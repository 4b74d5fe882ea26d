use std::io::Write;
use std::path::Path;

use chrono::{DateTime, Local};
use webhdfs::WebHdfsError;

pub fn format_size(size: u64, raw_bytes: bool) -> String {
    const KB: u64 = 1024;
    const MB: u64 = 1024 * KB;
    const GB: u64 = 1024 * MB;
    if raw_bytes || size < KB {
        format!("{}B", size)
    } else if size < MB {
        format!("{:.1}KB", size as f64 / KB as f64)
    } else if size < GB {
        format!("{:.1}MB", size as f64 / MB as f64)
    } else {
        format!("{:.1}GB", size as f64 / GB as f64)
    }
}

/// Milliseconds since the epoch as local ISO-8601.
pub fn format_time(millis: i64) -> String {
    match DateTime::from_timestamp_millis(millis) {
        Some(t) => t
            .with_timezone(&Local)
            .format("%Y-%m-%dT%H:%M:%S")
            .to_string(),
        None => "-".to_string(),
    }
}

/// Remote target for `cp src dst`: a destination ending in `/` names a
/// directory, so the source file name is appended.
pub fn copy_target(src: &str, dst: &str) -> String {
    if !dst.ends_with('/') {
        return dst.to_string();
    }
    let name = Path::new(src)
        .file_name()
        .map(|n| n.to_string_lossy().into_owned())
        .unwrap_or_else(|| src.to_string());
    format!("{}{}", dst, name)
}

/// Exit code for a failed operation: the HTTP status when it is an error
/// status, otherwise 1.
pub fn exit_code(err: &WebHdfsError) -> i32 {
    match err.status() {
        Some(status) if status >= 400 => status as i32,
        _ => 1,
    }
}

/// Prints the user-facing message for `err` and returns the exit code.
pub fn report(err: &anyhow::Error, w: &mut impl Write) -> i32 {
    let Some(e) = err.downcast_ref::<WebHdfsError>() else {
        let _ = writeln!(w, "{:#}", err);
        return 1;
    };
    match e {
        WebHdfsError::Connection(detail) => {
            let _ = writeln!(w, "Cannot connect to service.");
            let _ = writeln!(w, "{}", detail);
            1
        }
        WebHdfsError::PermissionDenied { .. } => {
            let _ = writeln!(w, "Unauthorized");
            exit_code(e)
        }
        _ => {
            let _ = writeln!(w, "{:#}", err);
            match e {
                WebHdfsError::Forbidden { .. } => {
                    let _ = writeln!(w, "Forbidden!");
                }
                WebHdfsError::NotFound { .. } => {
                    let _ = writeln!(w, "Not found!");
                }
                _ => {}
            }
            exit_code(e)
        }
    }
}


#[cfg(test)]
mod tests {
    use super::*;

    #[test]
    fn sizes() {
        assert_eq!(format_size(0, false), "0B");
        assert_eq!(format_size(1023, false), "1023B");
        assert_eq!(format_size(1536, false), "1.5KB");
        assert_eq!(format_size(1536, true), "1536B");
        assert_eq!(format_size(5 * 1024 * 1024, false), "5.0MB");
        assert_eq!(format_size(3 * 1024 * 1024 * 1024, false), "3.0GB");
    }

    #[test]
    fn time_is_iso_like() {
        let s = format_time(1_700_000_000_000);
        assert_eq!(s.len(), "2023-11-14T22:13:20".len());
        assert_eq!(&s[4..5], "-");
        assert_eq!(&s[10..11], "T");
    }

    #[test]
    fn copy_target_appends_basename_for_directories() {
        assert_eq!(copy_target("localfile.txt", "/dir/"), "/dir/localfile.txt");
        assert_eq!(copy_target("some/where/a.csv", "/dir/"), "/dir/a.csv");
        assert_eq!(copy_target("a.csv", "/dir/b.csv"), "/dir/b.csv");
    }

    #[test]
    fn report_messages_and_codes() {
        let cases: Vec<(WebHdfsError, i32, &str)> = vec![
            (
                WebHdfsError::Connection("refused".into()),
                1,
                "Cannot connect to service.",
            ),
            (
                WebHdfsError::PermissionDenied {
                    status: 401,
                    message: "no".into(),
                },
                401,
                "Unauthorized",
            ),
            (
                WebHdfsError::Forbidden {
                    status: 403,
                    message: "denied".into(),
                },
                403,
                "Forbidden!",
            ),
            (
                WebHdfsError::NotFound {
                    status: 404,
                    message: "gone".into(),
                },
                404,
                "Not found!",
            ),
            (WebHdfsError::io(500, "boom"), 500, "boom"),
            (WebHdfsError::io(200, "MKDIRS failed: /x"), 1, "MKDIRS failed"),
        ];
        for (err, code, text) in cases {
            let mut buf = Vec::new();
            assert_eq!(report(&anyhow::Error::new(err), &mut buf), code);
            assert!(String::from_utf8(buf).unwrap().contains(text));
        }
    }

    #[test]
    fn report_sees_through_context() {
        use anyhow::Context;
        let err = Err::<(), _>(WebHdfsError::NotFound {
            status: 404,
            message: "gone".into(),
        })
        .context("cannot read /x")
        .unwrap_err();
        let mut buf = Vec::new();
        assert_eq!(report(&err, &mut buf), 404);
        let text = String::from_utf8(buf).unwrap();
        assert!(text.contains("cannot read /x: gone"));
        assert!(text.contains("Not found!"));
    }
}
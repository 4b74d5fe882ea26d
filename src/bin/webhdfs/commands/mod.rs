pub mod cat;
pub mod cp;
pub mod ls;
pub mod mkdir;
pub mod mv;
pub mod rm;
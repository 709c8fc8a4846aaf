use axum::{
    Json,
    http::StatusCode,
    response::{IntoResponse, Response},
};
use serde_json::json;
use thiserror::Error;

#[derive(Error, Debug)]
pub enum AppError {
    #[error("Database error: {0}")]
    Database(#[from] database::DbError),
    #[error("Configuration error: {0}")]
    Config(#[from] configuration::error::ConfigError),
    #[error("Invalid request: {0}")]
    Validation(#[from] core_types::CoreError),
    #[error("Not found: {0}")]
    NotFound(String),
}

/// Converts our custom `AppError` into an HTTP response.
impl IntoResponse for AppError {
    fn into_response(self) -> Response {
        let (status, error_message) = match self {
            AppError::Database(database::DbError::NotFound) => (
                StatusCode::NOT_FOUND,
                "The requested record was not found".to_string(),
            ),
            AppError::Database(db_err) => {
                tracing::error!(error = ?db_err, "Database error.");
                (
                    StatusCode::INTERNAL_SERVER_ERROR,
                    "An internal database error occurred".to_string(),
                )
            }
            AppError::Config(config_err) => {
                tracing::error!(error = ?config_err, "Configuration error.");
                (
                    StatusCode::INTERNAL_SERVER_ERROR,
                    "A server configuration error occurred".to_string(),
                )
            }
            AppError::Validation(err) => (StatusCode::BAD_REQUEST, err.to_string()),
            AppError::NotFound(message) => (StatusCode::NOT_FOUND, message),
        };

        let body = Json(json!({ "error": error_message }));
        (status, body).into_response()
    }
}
....................
• [Work to be completed] Look through the data above. Each line containing the word "gone" needs to be copied.

• [Your response]
                    message: "gone".into(),
            message: "gone".into(),
        assert!(text.contains("cannot read /x: gone"));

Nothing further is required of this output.